Pursuant to the signing of the third protocol (Protocol) amending the India-Singapore Tax Treaty (Treaty) on 30 December 2016, the text of the Protocol has now been officially released by the Government of Singapore. We previously reported key changes of the Protocol basis the press release issued by the Ministry of Finance, Government of India in our Ergo Newsflash dated 2 January 2017. In furtherance, detailed amendments based on the text of the Protocol are set out below:

Applicability of “Mutual Agreement Procedure” to Transfer Pricing

The article on “Associated Enterprises” under the Treaty has been amended to provide that a corresponding adjustment to the income/profits of an enterprise of one contracting state would be made when an addition is made in the income of its associated enterprise in the other contracting state. In determining such adjustment, due regard shall be had to the other provisions of the Treaty, and the competent authorities of the contracting states shall consult each other, if necessary.

Source based Taxation of Capital Gains restricted to Transfer of “Shares”

The Protocol only introduces source based taxation of capital gains arising from the alienation of “shares” of a company. A residuary clause in the Protocol provides that the gains arising from the alienation of any other property shall continue to be taxed only in the state of residence. Therefore, it is now clear that gains arising from the transfer of other capital assets such as debentures, partnership interests etc., and gains from an indirect transfer of Indian company shares in a two-tiered Singapore structure would continue to remain outside the taxability net even after 1 April 2017, subject to the satisfaction of the “general anti-avoidance rules” (GAAR).

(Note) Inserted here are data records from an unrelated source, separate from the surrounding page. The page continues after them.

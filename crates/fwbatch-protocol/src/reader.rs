//! Decoding of the sandbox's newline-delimited JSON output.

use crate::error::ProtocolError;
use crate::message::SandboxMessage;
use crate::EventSender;
use serde::de::DeserializeOwned;
use serde_json::Value;
use tokio::io::{AsyncBufRead, AsyncBufReadExt};

/// Decode one non-empty line.
fn decode_line(line: &str, line_no: usize) -> Result<SandboxMessage, ProtocolError> {
    serde_json::from_str(line).map_err(|source| ProtocolError::Malformed {
        line: line_no,
        source,
    })
}

/// Read sandbox messages until end of stream.
///
/// Task lifecycle messages are forwarded to `events` in the order they were
/// written, `log` messages are re-emitted through `tracing`, and the payloads
/// of `info` messages are returned.
///
/// If the receiving side of `events` has gone away, remaining task events are
/// discarded but the stream is still read to the end.
///
/// # Errors
///
/// Returns an error on I/O failure or on the first line that is not a valid
/// message. Blank lines are skipped.
pub async fn read_messages<R>(reader: R, events: &EventSender) -> Result<Vec<Value>, ProtocolError>
where
    R: AsyncBufRead + Unpin,
{
    let mut lines = reader.lines();
    let mut infos = Vec::new();
    let mut line_no = 0usize;
    let mut receiver_gone = false;

    while let Some(line) = lines.next_line().await? {
        line_no += 1;
        let trimmed = line.trim();
        if trimmed.is_empty() {
            continue;
        }

        match decode_line(trimmed, line_no)? {
            SandboxMessage::Info(data) => infos.push(data),
            SandboxMessage::Log(log) => log.emit(),
            message => {
                let Some(event) = message.into_event() else {
                    continue;
                };
                if events.send(event).is_err() && !receiver_gone {
                    receiver_gone = true;
                    tracing::debug!(line = line_no, "Event receiver dropped, discarding task events");
                }
            }
        }
    }

    tracing::trace!(lines = line_no, infos = infos.len(), "Sandbox output consumed");
    Ok(infos)
}

/// Read the single `info` payload of a command, e.g. a generated descriptor.
///
/// Task events are ignored and `log` messages are re-emitted through
/// `tracing`. Returns `None` if the command produced no `info` message; if it
/// produced several, the first one wins.
///
/// # Errors
///
/// Returns an error on I/O failure, a malformed line, or if the payload does
/// not decode into `T`.
pub async fn single_info<T, R>(reader: R) -> Result<Option<T>, ProtocolError>
where
    T: DeserializeOwned,
    R: AsyncBufRead + Unpin,
{
    let mut lines = reader.lines();
    let mut info = None;
    let mut line_no = 0usize;

    while let Some(line) = lines.next_line().await? {
        line_no += 1;
        let trimmed = line.trim();
        if trimmed.is_empty() {
            continue;
        }

        match decode_line(trimmed, line_no)? {
            SandboxMessage::Info(data) if info.is_none() => info = Some(data),
            SandboxMessage::Info(_) => {
                tracing::debug!(line = line_no, "Ignoring additional info message");
            }
            SandboxMessage::Log(log) => log.emit(),
            _ => {}
        }
    }

    info.map(serde_json::from_value)
        .transpose()
        .map_err(ProtocolError::from)
}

Modification to Time Limit in “Limitation of Benefits” Article

Under the present Treaty, and as retained in the Protocol, an entity is not entitled to the capital gains tax exemption in the source state if its affairs were arranged with the primary purpose to take advantage of such benefits. Similarly, shell or conduit companies, viz., resident legal entities with negligible or nil business operations, or with no real and continuous business activities, are disentitled from availing the capital gains exemption in the source state.

The aforementioned conditions of the primary purpose test under the “Limitation of Benefits” (LOB) article have also been made applicable to entities seeking to claim benefit of the 50% lower tax rate under the Protocol during the transition period from 1 April 2017 to 31 March 2019 (Transition Period).

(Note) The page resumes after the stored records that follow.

//! ModerationService - moderation task のライフサイクル操作
//!
//! Request side: `submit` creates a pending task and enqueues it, `result`
//! reads it back. Worker side: `complete_task` / `fail_task` are the only
//! writers of terminal states.

use std::sync::Arc;

use tracing::{info, warn};

use super::producer::ModerationProducer;
use crate::domain::{
    ItemId, ModerationError, ModerationResult, ModerationTask, Prediction, PredictionError,
    StoreError, TaskId, TaskStatus, TaskUpdate,
};
use crate::ports::{AdvertisementCatalog, Clock, ModerationStore};

pub struct ModerationService {
    store: Arc<dyn ModerationStore>,
    catalog: Arc<dyn AdvertisementCatalog>,
    producer: Arc<ModerationProducer>,
    clock: Arc<dyn Clock>,
}

impl ModerationService {
    pub fn new(
        store: Arc<dyn ModerationStore>,
        catalog: Arc<dyn AdvertisementCatalog>,
        producer: Arc<ModerationProducer>,
        clock: Arc<dyn Clock>,
    ) -> Self {
        Self {
            store,
            catalog,
            producer,
            clock,
        }
    }

    /// Create a pending task for `item_id` and enqueue a moderation request.
    ///
    /// The task's `created_at` and the message timestamp are the same instant.
    pub async fn submit(&self, item_id: ItemId) -> Result<TaskId, ModerationError> {
        info!(item_id = %item_id, "moderation requested");

        if self.catalog.get(item_id).await?.is_none() {
            return Err(PredictionError::NotFound(item_id).into());
        }

        let now = self.clock.now();
        let task = self.store.create(item_id, TaskStatus::Pending, now).await?;

        if let Err(e) = self.producer.send_moderation_request(task.id, item_id, now).await {
            warn!(task_id = %task.id, error = %e, "task created but request was not enqueued");
            return Err(e.into());
        }
        Ok(task.id)
    }

    pub async fn result(&self, task_id: TaskId) -> Result<ModerationResult, ModerationError> {
        let task = self.store.get(task_id).await?;
        Ok(ModerationResult::from(&task))
    }

    pub async fn complete_task(
        &self,
        task_id: TaskId,
        prediction: Prediction,
    ) -> Result<ModerationTask, StoreError> {
        let update = TaskUpdate::Completed {
            prediction,
            processed_at: self.clock.now(),
        };
        self.store.update(task_id, update).await
    }

    pub async fn fail_task(
        &self,
        task_id: TaskId,
        error_message: impl Into<String>,
    ) -> Result<ModerationTask, StoreError> {
        let update = TaskUpdate::Failed {
            error_message: error_message.into(),
            processed_at: self.clock.now(),
        };
        self.store.update(task_id, update).await
    }
}

#[cfg(test)]
mod tests {
    use super::*;
    use crate::app::config::TopicNames;
    use crate::domain::{Advertisement, ErrorKind, ModerationRequestMessage, SellerId};
    use crate::impls::{InMemoryBroker, InMemoryCatalog, InMemoryModerationStore};
    use crate::ports::FixedClock;
    use chrono::{DateTime, TimeZone, Utc};

    fn at() -> DateTime<Utc> {
        Utc.with_ymd_and_hms(2025, 6, 1, 9, 0, 0).unwrap()
    }

    struct Fixture {
        broker: InMemoryBroker,
        service: ModerationService,
    }

    async fn fixture() -> Fixture {
        let broker = InMemoryBroker::new();
        let clock: Arc<dyn Clock> = Arc::new(FixedClock::new(at()));
        let catalog = InMemoryCatalog::new();
        catalog
            .insert(Advertisement {
                item_id: ItemId::new(5),
                seller_id: SellerId::new(1),
                is_verified_seller: true,
                name: "chair".to_string(),
                description: "wooden chair".to_string(),
                category: 3,
                images_qty: 2,
            })
            .await;
        let producer = Arc::new(ModerationProducer::new(
            Arc::new(broker.publisher()),
            TopicNames {
                moderation: "moderation".to_string(),
                dead_letter: "moderation_dlq".to_string(),
            },
            clock.clone(),
        ));
        let service = ModerationService::new(
            Arc::new(InMemoryModerationStore::new()),
            Arc::new(catalog),
            producer,
            clock,
        );
        Fixture { broker, service }
    }

    #[tokio::test]
    async fn submit_creates_pending_task_and_enqueues_request() {
        let f = fixture().await;

        let task_id = f.service.submit(ItemId::new(5)).await.unwrap();

        let result = f.service.result(task_id).await.unwrap();
        assert_eq!(result.status, TaskStatus::Pending);
        assert_eq!(result.is_violation, None);

        let records = f.broker.records("moderation").await;
        assert_eq!(records.len(), 1);
        let message = ModerationRequestMessage::decode(&records[0]).unwrap();
        assert_eq!(message, ModerationRequestMessage::new(task_id, ItemId::new(5), at()));
    }

    #[tokio::test]
    async fn submit_for_unknown_item_is_not_found() {
        let f = fixture().await;
        let err = f.service.submit(ItemId::new(999)).await.unwrap_err();
        assert_eq!(err.kind(), ErrorKind::NotFound);
        assert!(f.broker.records("moderation").await.is_empty());
    }

    #[tokio::test]
    async fn result_for_unknown_task_is_not_found() {
        let f = fixture().await;
        let err = f.service.result(TaskId::new(42)).await.unwrap_err();
        assert!(matches!(err, ModerationError::Store(StoreError::NotFound(id)) if id == TaskId::new(42)));
    }

    #[tokio::test]
    async fn complete_and_fail_stamp_processed_at() {
        let f = fixture().await;
        let first = f.service.submit(ItemId::new(5)).await.unwrap();
        let second = f.service.submit(ItemId::new(5)).await.unwrap();

        let done = f
            .service
            .complete_task(first, Prediction::new(true, 0.95).unwrap())
            .await
            .unwrap();
        assert_eq!(done.status, TaskStatus::Completed);
        assert_eq!(done.probability, Some(0.95));
        assert_eq!(done.processed_at, Some(at()));

        let failed = f.service.fail_task(second, "scoring backend unavailable").await.unwrap();
        assert_eq!(failed.status, TaskStatus::Failed);
        assert_eq!(failed.error_message.as_deref(), Some("scoring backend unavailable"));
        assert_eq!(failed.processed_at, Some(at()));
    }
}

The expenditure thresholds and corresponding temporal limits to avail of the capital gains exemption on investments made prior to 1 April 2017 continue to remain the same in the Protocol, i.e., an annual expenditure of at least S$ 200,000 in Singapore or INR 5,000,000 in India on operations in each of the two blocks of 12 months in the immediately preceding period of 24 months from the date on which the gains arise.

To avail of the 50% lower tax rate under the Protocol during the Transition Period, while the expenditure thresholds remain the same, the corresponding temporal limit has been revised to the immediately preceding period of 12 months from the date on which the gains arise.

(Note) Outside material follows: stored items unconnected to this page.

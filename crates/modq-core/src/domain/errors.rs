//! Errors - エラー型と分類
//!
//! Every collaborator fails through its own `thiserror` enum. The worker only
//! ever looks at the closed [`ErrorKind`] tag, which is what ends up in the
//! `error` field of a dead-letter record.

use std::fmt;

use thiserror::Error;

use super::ids::{ItemId, TaskId};

/// ErrorKind は実行エラーの分類
///
/// - NotFound: the referenced item or task does not exist. Retrying cannot fix
///   it, but it still consumes a retry slot.
/// - BackendUnavailable: the scoring backend is not loaded.
/// - PredictionFault: generic scoring error.
/// - TransportFault: queue connect/send/commit failure. Never absorbed by the
///   retry loop; it terminates the run loop.
/// - Unclassified: anything else.
#[derive(Debug, Clone, Copy, PartialEq, Eq, Hash)]
pub enum ErrorKind {
    NotFound,
    BackendUnavailable,
    PredictionFault,
    TransportFault,
    Unclassified,
}

impl ErrorKind {
    /// Stable name written to the dead-letter topic.
    pub fn name(self) -> &'static str {
        match self {
            ErrorKind::NotFound => "NotFound",
            ErrorKind::BackendUnavailable => "BackendUnavailable",
            ErrorKind::PredictionFault => "PredictionFault",
            ErrorKind::TransportFault => "TransportFault",
            ErrorKind::Unclassified => "Unclassified",
        }
    }
}

impl fmt::Display for ErrorKind {
    fn fmt(&self, f: &mut fmt::Formatter<'_>) -> fmt::Result {
        f.write_str(self.name())
    }
}

/// Failures of the prediction service.
#[derive(Debug, Clone, PartialEq, Error)]
pub enum PredictionError {
    #[error("item {0} not found")]
    NotFound(ItemId),

    #[error("scoring backend unavailable: {0}")]
    Unavailable(String),

    #[error("prediction failed: {0}")]
    Fault(String),
}

impl PredictionError {
    pub fn kind(&self) -> ErrorKind {
        match self {
            PredictionError::NotFound(_) => ErrorKind::NotFound,
            PredictionError::Unavailable(_) => ErrorKind::BackendUnavailable,
            PredictionError::Fault(_) => ErrorKind::PredictionFault,
        }
    }
}

/// Failures of the moderation store (and the advertisement catalog).
#[derive(Debug, Clone, PartialEq, Error)]
pub enum StoreError {
    #[error("moderation task {0} not found")]
    NotFound(TaskId),

    #[error("storage failure: {0}")]
    Backend(String),
}

impl StoreError {
    pub fn kind(&self) -> ErrorKind {
        match self {
            StoreError::NotFound(_) => ErrorKind::NotFound,
            StoreError::Backend(_) => ErrorKind::Unclassified,
        }
    }
}

/// Envelope encode/decode failures.
#[derive(Debug, Error)]
pub enum CodecError {
    #[error("malformed envelope: {0}")]
    Malformed(#[from] serde_json::Error),

    #[error("invalid ISO-8601 timestamp '{0}'")]
    InvalidTimestamp(String),
}

/// Message queue failures. Always fatal to the run loop.
#[derive(Debug, Error)]
pub enum TransportError {
    #[error("transport is not started")]
    NotConnected,

    #[error("failed to connect: {0}")]
    Connect(String),

    #[error("failed to send to topic '{topic}': {reason}")]
    Send { topic: String, reason: String },

    #[error("failed to receive: {0}")]
    Receive(String),

    #[error("failed to commit offset: {0}")]
    Commit(String),

    #[error("failed to encode record: {0}")]
    Encode(#[from] CodecError),
}

/// Everything that can go wrong while handling one moderation request.
#[derive(Debug, Error)]
pub enum ModerationError {
    #[error(transparent)]
    Prediction(#[from] PredictionError),

    #[error(transparent)]
    Store(#[from] StoreError),

    #[error(transparent)]
    Transport(#[from] TransportError),

    #[error(transparent)]
    Codec(#[from] CodecError),
}

impl ModerationError {
    pub fn kind(&self) -> ErrorKind {
        match self {
            ModerationError::Prediction(e) => e.kind(),
            ModerationError::Store(e) => e.kind(),
            ModerationError::Transport(_) => ErrorKind::TransportFault,
            ModerationError::Codec(_) => ErrorKind::Unclassified,
        }
    }
}

#[cfg(test)]
mod tests {
    use super::*;
    use rstest::rstest;

    #[rstest]
    #[case::item_missing(PredictionError::NotFound(ItemId::new(1)).into(), ErrorKind::NotFound)]
    #[case::model_not_loaded(PredictionError::Unavailable("no model".into()).into(), ErrorKind::BackendUnavailable)]
    #[case::scoring_fault(PredictionError::Fault("nan".into()).into(), ErrorKind::PredictionFault)]
    #[case::task_missing(StoreError::NotFound(TaskId::new(1)).into(), ErrorKind::NotFound)]
    #[case::store_backend(StoreError::Backend("disk".into()).into(), ErrorKind::Unclassified)]
    #[case::transport(TransportError::NotConnected.into(), ErrorKind::TransportFault)]
    fn every_collaborator_fault_maps_to_one_kind(
        #[case] error: ModerationError,
        #[case] expected: ErrorKind,
    ) {
        assert_eq!(error.kind(), expected);
    }

    #[test]
    fn kind_names_are_stable() {
        assert_eq!(ErrorKind::NotFound.to_string(), "NotFound");
        assert_eq!(ErrorKind::BackendUnavailable.name(), "BackendUnavailable");
        assert_eq!(ErrorKind::PredictionFault.name(), "PredictionFault");
        assert_eq!(ErrorKind::TransportFault.name(), "TransportFault");
        assert_eq!(ErrorKind::Unclassified.name(), "Unclassified");
    }

    #[test]
    fn moderation_error_keeps_collaborator_message() {
        let err: ModerationError = PredictionError::NotFound(ItemId::new(999)).into();
        assert_eq!(err.to_string(), "item item-999 not found");
    }
}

Applicability of Domestic Law and Measures

The Protocol specifically provides that the Treaty shall not prevent a contracting state from applying its domestic law and measures concerning the prevention of tax avoidance or tax evasion.

Entry into Force

Both India and Singapore are required to notify each other upon completion of the procedures required by their domestic law to bring the Protocol into force. The Protocol shall enter into force on the date of the later of these notifications. If as on 31 March 2017, the Protocol does not enter into force due to either of the notifications remaining pending, then the Protocol shall enter into force on 1 April 2017.

Khaitan Comment

While the transfer of capital assets other than shares, such as debentures, partnership interests etc., and an indirect transfer of Indian assets would continue to be tax exempt under the Protocol even after 1 April 2017, and would not be subject to the LOB test, such transactions will nevertheless be required to pass the muster of GAAR (i.e. the domestic anti-abuse tax law of India). The express inclusion of the applicability of domestic law and measures concerning the prevention of tax avoidance or tax evasion has perhaps been made to pave way for the implementation of GAAR, given that the same provides for treaty override. Such a provision has not been included in the revised Tax Treaty with Mauritius, but has been seen in certain other Tax Treaties such as that with Luxembourg.